▶ _Information shown_:
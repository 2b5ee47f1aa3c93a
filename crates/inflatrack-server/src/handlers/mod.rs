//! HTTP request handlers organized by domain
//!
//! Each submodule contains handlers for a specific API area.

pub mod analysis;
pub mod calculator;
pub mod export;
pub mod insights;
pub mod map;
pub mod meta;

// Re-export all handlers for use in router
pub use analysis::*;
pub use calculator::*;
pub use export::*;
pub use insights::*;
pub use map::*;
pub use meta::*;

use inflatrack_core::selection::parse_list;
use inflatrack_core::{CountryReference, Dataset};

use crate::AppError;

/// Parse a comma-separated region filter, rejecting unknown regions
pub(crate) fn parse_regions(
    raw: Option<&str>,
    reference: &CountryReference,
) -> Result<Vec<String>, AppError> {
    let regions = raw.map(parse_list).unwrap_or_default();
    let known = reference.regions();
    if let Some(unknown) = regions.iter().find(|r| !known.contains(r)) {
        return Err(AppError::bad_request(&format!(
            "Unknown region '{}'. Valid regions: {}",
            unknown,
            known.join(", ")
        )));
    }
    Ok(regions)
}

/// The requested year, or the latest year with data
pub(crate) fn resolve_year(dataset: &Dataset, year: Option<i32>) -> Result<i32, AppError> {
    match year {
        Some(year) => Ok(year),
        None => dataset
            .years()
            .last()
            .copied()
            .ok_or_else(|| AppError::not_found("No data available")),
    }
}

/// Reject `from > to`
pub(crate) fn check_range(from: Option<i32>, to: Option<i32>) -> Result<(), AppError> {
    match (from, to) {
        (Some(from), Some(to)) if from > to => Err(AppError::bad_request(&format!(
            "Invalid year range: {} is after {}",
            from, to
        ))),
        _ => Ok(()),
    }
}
...
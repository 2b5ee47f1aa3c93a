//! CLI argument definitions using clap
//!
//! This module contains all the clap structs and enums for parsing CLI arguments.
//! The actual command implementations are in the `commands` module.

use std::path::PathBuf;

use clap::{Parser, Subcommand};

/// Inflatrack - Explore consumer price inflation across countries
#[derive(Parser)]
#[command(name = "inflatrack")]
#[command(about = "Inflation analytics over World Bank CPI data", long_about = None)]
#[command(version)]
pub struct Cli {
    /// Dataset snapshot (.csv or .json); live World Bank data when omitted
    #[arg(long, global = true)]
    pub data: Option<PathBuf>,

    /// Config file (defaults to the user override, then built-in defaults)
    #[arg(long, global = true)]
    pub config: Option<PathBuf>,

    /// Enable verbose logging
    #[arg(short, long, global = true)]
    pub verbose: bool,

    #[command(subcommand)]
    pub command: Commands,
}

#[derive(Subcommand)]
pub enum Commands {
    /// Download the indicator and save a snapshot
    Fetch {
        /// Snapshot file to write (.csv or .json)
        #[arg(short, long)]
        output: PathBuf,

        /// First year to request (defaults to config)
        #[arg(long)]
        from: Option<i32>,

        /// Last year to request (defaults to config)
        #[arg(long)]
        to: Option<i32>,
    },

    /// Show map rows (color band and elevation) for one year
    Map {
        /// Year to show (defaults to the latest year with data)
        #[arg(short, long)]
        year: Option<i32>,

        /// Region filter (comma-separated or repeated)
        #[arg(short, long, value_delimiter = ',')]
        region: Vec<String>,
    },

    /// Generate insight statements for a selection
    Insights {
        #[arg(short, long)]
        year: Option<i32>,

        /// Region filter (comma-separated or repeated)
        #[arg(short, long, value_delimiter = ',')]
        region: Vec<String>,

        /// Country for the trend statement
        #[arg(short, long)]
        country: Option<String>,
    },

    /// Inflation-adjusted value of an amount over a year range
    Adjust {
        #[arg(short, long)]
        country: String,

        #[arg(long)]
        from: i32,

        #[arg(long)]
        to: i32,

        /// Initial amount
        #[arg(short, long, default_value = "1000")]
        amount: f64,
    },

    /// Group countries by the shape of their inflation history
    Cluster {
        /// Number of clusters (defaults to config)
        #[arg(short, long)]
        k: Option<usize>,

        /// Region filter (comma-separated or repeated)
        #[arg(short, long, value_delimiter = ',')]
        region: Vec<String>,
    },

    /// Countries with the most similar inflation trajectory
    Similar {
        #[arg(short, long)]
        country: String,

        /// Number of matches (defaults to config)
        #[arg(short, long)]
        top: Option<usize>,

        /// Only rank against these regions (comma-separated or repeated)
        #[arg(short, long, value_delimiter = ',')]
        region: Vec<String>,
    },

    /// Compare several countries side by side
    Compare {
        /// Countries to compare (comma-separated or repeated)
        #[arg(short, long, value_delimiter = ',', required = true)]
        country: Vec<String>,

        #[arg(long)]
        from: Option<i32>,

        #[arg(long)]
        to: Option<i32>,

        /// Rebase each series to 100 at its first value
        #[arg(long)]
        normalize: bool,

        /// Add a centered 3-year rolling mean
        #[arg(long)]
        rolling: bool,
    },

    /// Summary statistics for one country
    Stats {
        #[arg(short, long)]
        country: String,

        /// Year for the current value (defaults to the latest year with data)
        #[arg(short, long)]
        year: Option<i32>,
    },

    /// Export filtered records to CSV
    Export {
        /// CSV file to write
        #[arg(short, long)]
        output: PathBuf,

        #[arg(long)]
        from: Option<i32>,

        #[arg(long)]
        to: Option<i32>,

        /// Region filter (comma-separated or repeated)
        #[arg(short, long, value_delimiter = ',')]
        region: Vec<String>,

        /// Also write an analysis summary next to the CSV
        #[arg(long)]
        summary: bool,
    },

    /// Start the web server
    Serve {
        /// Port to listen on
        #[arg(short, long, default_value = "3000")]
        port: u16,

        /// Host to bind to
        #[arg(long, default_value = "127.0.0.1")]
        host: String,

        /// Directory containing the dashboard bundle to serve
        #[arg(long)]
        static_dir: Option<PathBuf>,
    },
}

▶ _Aim of the exercise_:
Search the data above for the string "CountryReference" and return every line that has it.

▶ _Exercise result_:
use inflatrack_core::{CountryReference, Dataset};
    reference: &CountryReference,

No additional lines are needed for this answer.